**DATA FOR ANALYSIS:**
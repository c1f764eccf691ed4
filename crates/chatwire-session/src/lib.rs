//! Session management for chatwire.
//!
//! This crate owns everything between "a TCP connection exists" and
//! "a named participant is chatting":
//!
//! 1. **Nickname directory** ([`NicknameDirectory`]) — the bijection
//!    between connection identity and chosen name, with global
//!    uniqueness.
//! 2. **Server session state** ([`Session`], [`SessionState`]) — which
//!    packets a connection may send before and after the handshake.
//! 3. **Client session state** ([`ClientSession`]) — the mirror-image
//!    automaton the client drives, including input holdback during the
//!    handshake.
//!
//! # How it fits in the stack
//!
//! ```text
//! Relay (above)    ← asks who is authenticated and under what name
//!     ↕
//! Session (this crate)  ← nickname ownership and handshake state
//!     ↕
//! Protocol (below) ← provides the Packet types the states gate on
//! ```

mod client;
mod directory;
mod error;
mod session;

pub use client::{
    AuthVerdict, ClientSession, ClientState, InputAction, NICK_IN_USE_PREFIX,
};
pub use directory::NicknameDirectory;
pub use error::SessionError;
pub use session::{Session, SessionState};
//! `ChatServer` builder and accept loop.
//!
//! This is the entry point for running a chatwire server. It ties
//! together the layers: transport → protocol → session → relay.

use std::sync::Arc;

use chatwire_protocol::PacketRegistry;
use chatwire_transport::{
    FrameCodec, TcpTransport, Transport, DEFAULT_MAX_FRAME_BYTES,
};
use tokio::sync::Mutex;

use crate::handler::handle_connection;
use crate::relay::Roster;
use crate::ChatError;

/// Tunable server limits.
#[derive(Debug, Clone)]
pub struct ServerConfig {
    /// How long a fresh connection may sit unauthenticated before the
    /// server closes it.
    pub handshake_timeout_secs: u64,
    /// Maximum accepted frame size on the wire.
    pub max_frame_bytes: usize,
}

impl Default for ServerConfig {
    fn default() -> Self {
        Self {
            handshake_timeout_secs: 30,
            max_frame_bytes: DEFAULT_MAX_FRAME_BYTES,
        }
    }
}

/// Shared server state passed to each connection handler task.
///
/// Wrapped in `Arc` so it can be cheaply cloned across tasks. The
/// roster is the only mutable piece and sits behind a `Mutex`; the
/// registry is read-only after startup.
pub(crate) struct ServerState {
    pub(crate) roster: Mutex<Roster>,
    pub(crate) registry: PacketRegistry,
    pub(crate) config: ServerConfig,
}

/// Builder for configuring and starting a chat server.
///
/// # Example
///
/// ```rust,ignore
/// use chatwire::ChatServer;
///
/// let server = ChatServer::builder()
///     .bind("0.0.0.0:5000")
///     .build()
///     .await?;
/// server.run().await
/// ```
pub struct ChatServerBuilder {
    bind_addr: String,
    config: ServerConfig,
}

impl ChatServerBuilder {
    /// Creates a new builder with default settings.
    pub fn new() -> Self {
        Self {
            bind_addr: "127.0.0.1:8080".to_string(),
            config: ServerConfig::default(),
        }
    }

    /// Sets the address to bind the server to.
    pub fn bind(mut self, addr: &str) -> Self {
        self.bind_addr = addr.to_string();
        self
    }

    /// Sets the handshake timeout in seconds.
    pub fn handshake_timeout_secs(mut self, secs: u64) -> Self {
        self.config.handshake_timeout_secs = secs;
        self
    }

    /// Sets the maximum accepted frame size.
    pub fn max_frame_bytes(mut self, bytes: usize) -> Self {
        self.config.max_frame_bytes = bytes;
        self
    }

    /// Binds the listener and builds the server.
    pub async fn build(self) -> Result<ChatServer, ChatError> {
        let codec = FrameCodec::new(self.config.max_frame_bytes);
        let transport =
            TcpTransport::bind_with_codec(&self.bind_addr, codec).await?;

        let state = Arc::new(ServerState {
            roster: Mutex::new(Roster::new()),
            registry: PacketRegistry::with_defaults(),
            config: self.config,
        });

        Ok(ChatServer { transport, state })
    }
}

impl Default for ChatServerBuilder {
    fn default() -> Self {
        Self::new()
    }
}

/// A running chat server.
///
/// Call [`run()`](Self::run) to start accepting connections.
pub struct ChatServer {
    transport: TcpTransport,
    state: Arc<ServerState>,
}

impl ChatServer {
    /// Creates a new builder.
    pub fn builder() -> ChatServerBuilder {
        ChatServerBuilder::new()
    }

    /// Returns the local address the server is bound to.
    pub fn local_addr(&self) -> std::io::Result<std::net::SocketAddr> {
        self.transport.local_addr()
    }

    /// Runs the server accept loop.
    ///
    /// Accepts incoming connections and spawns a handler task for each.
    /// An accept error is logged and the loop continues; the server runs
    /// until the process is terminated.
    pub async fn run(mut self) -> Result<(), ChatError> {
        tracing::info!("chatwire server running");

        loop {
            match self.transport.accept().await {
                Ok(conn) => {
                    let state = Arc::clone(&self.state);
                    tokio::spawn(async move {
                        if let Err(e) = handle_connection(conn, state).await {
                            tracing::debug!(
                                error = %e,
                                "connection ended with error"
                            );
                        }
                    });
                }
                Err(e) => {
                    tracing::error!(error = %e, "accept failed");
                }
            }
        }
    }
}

**EXERCISE DESCRIPTION:**
Which lines above contain "only"? Show each of them.

**ANSWER SECTION:**
/// roster is the only mutable piece and sits behind a `Mutex`; the
/// registry is read-only after startup.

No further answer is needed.